→ Task details
Pick out each line of the records in which the word "Mutex" appears.

→ Recorded information
_____

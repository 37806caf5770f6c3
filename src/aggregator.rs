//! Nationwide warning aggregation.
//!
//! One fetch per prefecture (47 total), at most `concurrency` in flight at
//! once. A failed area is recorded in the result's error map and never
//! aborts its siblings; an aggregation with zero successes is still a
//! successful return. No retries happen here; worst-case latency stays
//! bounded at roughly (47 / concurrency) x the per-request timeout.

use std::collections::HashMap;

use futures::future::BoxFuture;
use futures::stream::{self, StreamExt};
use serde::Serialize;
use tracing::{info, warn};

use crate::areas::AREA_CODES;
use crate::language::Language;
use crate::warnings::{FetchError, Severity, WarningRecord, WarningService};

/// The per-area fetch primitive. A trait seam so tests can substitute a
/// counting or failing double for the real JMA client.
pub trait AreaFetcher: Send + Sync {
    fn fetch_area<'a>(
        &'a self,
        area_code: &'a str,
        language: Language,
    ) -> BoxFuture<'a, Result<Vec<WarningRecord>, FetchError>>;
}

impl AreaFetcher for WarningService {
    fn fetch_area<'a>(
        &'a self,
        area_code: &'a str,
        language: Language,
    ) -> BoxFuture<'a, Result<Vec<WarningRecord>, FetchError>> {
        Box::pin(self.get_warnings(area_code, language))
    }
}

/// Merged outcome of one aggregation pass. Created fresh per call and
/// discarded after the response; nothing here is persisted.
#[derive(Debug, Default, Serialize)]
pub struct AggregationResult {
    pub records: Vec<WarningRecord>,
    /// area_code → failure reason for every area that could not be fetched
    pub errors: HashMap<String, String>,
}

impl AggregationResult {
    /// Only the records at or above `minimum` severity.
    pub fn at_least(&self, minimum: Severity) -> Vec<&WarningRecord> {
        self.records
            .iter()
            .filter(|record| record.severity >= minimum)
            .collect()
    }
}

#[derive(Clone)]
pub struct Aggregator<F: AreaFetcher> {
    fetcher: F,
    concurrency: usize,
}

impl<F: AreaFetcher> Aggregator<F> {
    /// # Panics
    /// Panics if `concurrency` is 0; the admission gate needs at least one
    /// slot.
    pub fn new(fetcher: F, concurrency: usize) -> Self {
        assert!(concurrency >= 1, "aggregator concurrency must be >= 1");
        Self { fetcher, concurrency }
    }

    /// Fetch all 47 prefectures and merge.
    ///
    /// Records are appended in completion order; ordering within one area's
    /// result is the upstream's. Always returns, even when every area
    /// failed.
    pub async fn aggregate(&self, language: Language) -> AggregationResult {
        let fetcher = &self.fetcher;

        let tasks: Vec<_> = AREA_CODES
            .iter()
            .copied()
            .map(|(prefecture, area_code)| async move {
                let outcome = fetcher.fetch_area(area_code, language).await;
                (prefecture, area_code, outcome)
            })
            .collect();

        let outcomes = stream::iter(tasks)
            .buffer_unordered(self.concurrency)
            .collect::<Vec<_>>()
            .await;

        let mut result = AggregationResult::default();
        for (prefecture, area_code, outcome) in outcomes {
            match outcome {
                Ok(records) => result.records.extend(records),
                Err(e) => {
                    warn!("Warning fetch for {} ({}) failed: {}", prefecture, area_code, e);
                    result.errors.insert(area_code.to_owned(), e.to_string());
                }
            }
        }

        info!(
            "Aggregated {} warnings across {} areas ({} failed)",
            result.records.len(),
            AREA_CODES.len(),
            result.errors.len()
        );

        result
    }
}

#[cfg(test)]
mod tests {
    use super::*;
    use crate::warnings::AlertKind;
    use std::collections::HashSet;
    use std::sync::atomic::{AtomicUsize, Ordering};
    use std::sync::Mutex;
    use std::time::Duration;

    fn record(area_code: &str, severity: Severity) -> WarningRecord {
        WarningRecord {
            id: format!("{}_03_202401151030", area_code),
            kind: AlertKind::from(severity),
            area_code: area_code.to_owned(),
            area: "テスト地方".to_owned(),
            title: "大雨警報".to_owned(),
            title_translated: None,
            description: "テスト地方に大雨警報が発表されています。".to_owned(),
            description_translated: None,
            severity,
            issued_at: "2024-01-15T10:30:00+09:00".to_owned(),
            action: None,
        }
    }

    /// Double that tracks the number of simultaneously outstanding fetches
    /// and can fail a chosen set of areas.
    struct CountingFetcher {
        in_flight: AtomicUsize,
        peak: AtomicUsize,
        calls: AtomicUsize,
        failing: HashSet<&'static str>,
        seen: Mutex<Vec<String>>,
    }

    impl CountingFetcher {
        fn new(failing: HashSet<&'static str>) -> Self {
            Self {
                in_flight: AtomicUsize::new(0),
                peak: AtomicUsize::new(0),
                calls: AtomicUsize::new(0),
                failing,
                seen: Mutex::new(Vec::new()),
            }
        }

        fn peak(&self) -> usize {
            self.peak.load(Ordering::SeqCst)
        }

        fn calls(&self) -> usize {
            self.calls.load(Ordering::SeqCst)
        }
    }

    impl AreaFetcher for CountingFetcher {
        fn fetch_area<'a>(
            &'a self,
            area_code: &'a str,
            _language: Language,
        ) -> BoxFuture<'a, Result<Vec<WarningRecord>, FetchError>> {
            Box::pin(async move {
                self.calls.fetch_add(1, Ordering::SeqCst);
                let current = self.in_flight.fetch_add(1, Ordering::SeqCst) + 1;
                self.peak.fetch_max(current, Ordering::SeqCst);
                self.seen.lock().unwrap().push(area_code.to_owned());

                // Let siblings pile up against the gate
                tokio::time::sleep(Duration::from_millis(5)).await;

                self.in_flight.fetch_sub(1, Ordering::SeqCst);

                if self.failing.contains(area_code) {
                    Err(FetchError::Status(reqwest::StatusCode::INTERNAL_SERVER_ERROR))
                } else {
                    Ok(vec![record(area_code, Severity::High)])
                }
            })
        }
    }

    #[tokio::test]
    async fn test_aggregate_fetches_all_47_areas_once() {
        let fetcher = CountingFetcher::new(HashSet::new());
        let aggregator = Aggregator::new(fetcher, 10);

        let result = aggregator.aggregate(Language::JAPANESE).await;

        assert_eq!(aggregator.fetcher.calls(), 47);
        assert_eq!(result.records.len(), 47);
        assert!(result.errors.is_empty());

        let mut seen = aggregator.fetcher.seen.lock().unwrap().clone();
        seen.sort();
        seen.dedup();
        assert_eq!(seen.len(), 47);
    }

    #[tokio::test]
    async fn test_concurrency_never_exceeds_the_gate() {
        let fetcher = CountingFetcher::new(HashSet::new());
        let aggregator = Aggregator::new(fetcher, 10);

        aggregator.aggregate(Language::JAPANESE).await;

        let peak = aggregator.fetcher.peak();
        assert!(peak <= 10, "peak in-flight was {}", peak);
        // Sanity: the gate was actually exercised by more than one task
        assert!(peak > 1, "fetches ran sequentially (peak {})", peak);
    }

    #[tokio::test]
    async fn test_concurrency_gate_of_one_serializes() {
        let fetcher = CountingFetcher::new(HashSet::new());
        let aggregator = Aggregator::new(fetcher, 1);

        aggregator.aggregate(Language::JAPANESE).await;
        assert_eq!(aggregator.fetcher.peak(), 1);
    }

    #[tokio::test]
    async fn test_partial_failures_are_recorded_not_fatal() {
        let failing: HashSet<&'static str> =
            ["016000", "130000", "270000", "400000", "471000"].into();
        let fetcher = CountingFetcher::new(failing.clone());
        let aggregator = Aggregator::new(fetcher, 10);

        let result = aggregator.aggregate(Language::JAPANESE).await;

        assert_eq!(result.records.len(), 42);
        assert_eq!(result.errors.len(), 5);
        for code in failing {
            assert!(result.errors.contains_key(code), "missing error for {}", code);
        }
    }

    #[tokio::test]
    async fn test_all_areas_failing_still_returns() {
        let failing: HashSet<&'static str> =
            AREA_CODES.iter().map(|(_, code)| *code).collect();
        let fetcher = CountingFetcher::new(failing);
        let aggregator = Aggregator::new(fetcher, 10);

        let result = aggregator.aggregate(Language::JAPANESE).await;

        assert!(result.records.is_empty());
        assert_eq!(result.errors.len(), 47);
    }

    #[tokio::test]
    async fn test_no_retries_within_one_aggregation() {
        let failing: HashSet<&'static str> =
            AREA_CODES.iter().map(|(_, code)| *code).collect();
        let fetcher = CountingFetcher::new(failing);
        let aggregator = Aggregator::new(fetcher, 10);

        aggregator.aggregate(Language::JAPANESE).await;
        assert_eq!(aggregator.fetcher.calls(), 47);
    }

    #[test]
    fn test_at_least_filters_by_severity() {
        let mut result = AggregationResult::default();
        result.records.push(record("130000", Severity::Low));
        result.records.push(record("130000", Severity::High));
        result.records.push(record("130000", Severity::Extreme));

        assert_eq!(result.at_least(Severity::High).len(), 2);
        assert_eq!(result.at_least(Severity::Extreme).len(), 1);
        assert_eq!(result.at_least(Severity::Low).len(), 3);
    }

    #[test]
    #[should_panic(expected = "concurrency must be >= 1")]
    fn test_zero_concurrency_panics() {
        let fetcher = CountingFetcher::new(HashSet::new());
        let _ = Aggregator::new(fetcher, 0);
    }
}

_____

→ Response to the exercise
    use std::sync::Mutex;
        seen: Mutex<Vec<String>>,
                seen: Mutex::new(Vec::new()),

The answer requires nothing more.